[Records from a collection]
/// Unified error types for the naming system
use crate::path::Path;
use thiserror::Error;

/// Main error type for resolution and publishing
#[derive(Error, Debug, Clone, PartialEq, Eq)]
pub enum NameError {
    /// Name does not split into the required segments
    #[error("Invalid name syntax: {0}")]
    InvalidSyntax(String),

    /// String is not a valid dms3fs or dms3ns path
    #[error("Invalid path: {0}")]
    InvalidPath(String),

    /// The selected resolver failed; the cause is not carried past the dispatcher
    #[error("Could not resolve name: {0}")]
    ResolutionFailed(String),

    /// Depth ran out before reaching a content path
    #[error("Could not resolve name (recursion limit exceeded), stopped at {path}")]
    RecursionLimitReached { path: Path },

    /// The caller's cancellation token fired
    #[error("Operation cancelled")]
    Cancelled,

    /// Record write or identity derivation failed
    #[error("Publish failed: {0}")]
    PublishFailed(String),

    /// Value store has no record for the key
    #[error("Not found: {0}")]
    NotFound(String),

    /// Value store errors
    #[error("Routing error: {0}")]
    Routing(String),

    /// Record could not be decoded or verified
    #[error("Invalid name record: {0}")]
    InvalidRecord(String),

    /// Record EOL has passed
    #[error("Name record expired: {0}")]
    RecordExpired(String),

    /// DNS transport errors
    #[error("DNS error: {0}")]
    Dns(String),

    /// Domain has no dnslink TXT record
    #[error("No dnslink record found for {0}")]
    NoDnsLink(String),

    /// Domain has several differing dnslink TXT records
    #[error("Ambiguous dnslink records for {0}")]
    AmbiguousDnsLink(String),

    /// Key is not a proquint
    #[error("Invalid proquint: {0}")]
    InvalidProquint(String),

    /// Key material or peer id could not be parsed
    #[error("Invalid key: {0}")]
    InvalidKey(String),

    /// Configuration errors
    #[error("Configuration error: {0}")]
    Config(String),

    /// Internal errors
    #[error("Internal error: {0}")]
    Internal(String),
}

impl NameError {
    /// Last path reached before the depth limit, if this is a recursion error
    pub fn partial_path(&self) -> Option<&Path> {
        match self {
            NameError::RecursionLimitReached { path } => Some(path),
            _ => None,
        }
    }
}

/// Result type alias for naming operations
pub type NameResult<T> = Result<T, NameError>;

## [EXERCISE]
Your answer must be the lines from the first line of the entries above through the line that contains "pub enum NameError", written out exactly.

## [WRITTEN RESPONSE]
/// Unified error types for the naming system
use crate::path::Path;
use thiserror::Error;

/// Main error type for resolution and publishing
#[derive(Error, Debug, Clone, PartialEq, Eq)]
pub enum NameError {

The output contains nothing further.